Caso ct della Nazionale di calcio, se si scambia la protervia per autonomia

Le dimissioni di Maldini e Leonardo hanno sorpreso solo in parte Malagò, colpevole di avere scelto i due dioscuri senza sapere con chi avesse a che fare. Ingenuità che, da uno della sua esperienza e reputazione, nessuno si sarebbe aspettato. Invece, in trentasei giorni, il neo presidente della Figc ha capito che il calcio non è il Coni

Giancarlo PadovanGiancarlo Padovan
Da sinistra Giovanni Malagò, Leonardo e Paolo Maldini
Da sinistra Giovanni Malagò, Leonardo e Paolo Maldini

Paolo Maldini farà poca strada come dirigente sportivo. Ma anche come compagno di viaggio, per le incipienti ferie estive, mi sembra abbastanza compromesso.

Il suo problema è che scambia la propria protervia per autonomia e l’arroganza per indipendenza. Perciò se Cardinale, il padrone del Milan, gli dà un budget e, come si dice adesso, gli mette determinati paletti economici per la campagna acquisti, lui, Paolino, figlio di Cesare, lo manda a quel paese e se ne va (come non comprendere adesso chi tra i due avesse ragione?).

Così, se dopo sedici giorni, il presidente federale che l'ha strappato agli ozii familiari, inventandogli il posto di direttore tecnico della Nazionale e garantendogli la presidenza del club Italia, gli spiega che Pirlo non può essere il ct dell’Italia, per ovvie ragioni di opportunità politica, che fa Paolino, figlio di Cesare? Si alza e saluta. Non sbatte la porta, ma sbatte la mail prima e il telefono poi, resistendo anche all'ultima lusinga di Malagò. Questa: cerchiamo insieme un'alternativa a Pirlo.

Pare, dico pare, che in un tentativo di mediazione, lo scudiero Leonardo abbia estratto dal cappello il nome di Thiago Motta (peso el tacon del buso), ma Maldini voleva Pirlo e, dunque, non se n’è fatto nulla. O prendete chi dico io – contro qualsiasi logica tecnica e politica – oppure me ne vado. Paolino, figlio di Cesare, è fatto in questo modo. Prendere o lasciare. E Malagò l'ha lasciato al suo vuoto futuro (al Fenerbahce, vale ricordarlo, Maldini aveva litigato con il candidato presidente ancor prima di essere assunto da consulente).

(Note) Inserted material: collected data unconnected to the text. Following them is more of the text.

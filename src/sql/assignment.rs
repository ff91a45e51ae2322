//! Parsing of `col=value,col2=value2` assignment lists used by INSERT and
//! UPDATE.

use crate::error::QueryError;
use crate::parsing::strip_quotes;
use crate::types::Table;
use eyre::{bail, Result};
use indexmap::IndexMap;

/// Column name to literal, in the order the columns were first assigned.
#[derive(Debug, Clone, PartialEq, Eq, Default)]
pub struct Assignments {
    values: IndexMap<String, String>,
}

impl Assignments {
    /// Parses an assignment list. `operation` names the statement in the
    /// `EmptyInput` error.
    ///
    /// Each item is split once on `=`; the value keeps any further `=`
    /// characters. A later assignment to the same column wins.
    pub fn parse(text: &str, operation: &'static str) -> Result<Self> {
        if text.trim().is_empty() {
            bail!(QueryError::EmptyInput { operation });
        }

        let mut values = IndexMap::new();
        for item in text.split(',') {
            let item = item.trim();
            let Some((column, value)) = item.split_once('=') else {
                bail!(QueryError::MalformedAssignment {
                    assignment: item.to_string(),
                });
            };
            let column = column.trim();
            if column.is_empty() {
                bail!(QueryError::MalformedAssignment {
                    assignment: item.to_string(),
                });
            }
            values.insert(column.to_string(), strip_quotes(value).to_string());
        }

        Ok(Self { values })
    }

    /// Checks every assigned column against `table`, returning
    /// `(column index, value)` pairs.
    pub fn resolve<'a>(&'a self, table: &Table) -> Result<Vec<(usize, &'a str)>> {
        self.values
            .iter()
            .map(|(column, value)| -> Result<(usize, &'a str)> {
                Ok((table.require_column(column)?, value.as_str()))
            })
            .collect()
    }

    pub fn get(&self, column: &str) -> Option<&str> {
        self.values.get(column).map(String::as_str)
    }

    pub fn iter(&self) -> impl Iterator<Item = (&str, &str)> {
        self.values.iter().map(|(k, v)| (k.as_str(), v.as_str()))
    }
}

#[cfg(test)]
mod tests {
    use super::*;
    use crate::error::query_error;
    use crate::types::Row;

    #[test]
    fn parses_in_order_and_strips_quotes() {
        let parsed = Assignments::parse("name='Zed', age = 7", "INSERT").unwrap();
        let pairs: Vec<(&str, &str)> = parsed.iter().collect();
        assert_eq!(pairs, vec![("name", "Zed"), ("age", "7")]);
    }

    #[test]
    fn later_assignment_overrides_earlier() {
        let parsed = Assignments::parse("age=1,name=X,age=2", "UPDATE").unwrap();
        assert_eq!(parsed.iter().count(), 2);
        assert_eq!(parsed.get("age"), Some("2"));
    }

    #[test]
    fn value_may_contain_equals_sign() {
        let parsed = Assignments::parse("expr=a=b", "UPDATE").unwrap();
        assert_eq!(parsed.get("expr"), Some("a=b"));
    }

    #[test]
    fn empty_text_is_empty_input() {
        let err = Assignments::parse("   ", "UPDATE").unwrap_err();
        assert_eq!(
            query_error(&err),
            Some(&QueryError::EmptyInput { operation: "UPDATE" })
        );
    }

    #[test]
    fn item_without_equals_is_malformed() {
        let err = Assignments::parse("name=A,age", "INSERT").unwrap_err();
        assert_eq!(
            query_error(&err),
            Some(&QueryError::MalformedAssignment {
                assignment: "age".to_string()
            })
        );

        let err = Assignments::parse("=5", "INSERT").unwrap_err();
        assert!(matches!(
            query_error(&err),
            Some(QueryError::MalformedAssignment { .. })
        ));
    }

    #[test]
    fn resolve_rejects_unknown_columns() {
        let table = Table::from_rows(
            vec!["id".into(), "name".into()],
            vec![Row::from(vec!["1", "A"])],
        )
        .unwrap();

        let ok = Assignments::parse("name=B", "UPDATE").unwrap();
        assert_eq!(ok.resolve(&table).unwrap(), vec![(1, "B")]);

        let bad = Assignments::parse("salary=5", "UPDATE").unwrap();
        let err = bad.resolve(&table).unwrap_err();
        assert_eq!(
            query_error(&err),
            Some(&QueryError::unknown_column("salary"))
        );
    }
}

Le dimissioni di Maldini e Leonardo, attese da tutti fin da lunedì, hanno sorpreso solo in parte Malagò, colpevole di avere scelto i due dioscuri senza sapere con chi avesse a che fare. Ingenuità che, da uno della sua esperienza e reputazione, nessuno si sarebbe aspettato. Invece, in trentasei giorni, il neo presidente della Figc ha capito che il calcio non è il Coni e, soprattutto, che gli altri sport non sono il calcio. Ieri abbiamo scritto che ha sbagliato e anche pesantemente. Ma chi, come il ministro Andrea Abodi, coglie ogni occasione per attaccarlo sta diventando stucchevole.

La realtà è che probabilmente Abodi soffre Malagò: l'attuale ministro, infatti, avrebbe voluto diventare presidente della Federcalcio (fu sconfitto da Carlo Tavecchio una decina di anni fa) ed è stato ad un passo dall'essere amministratore delegato dell'Olimpiade di Milano-Cortina (di cui Malagò era il padre), ruolo assai più prestigioso (e remunerato) rispetto ad un ministero senza portafoglio. L'astio che da mesi Abodi riversa su Malagò, oltre ad almeno due tentativi di frenarne l'ascesa (il commissariamento e la presunta ineleggibilità), sono prove tangibili di un'insopportabilità palese, ma nociva per tutti.

Resta il nodo del ct. Malagò ha due strade, Fare di testa sua (e sceglierebbe Mancini), archiviando l'infelice esperienza del direttore tecnico.

Oppure, nominare un dt più ragionevole di Maldini, e convergere su un profilo alto (non è ancora escluso Conte). Il nodo gordiano, però, non sarebbe sciolto: costoro accetterebbero la proposta essendo stati subordinati prima a Guardiola (e va bene) e poi all'impresentabile Pirlo? Martedì 28 luglio – finalmente – dovremmo sapere. Ma se la crisi continua, nulla è più sicuro.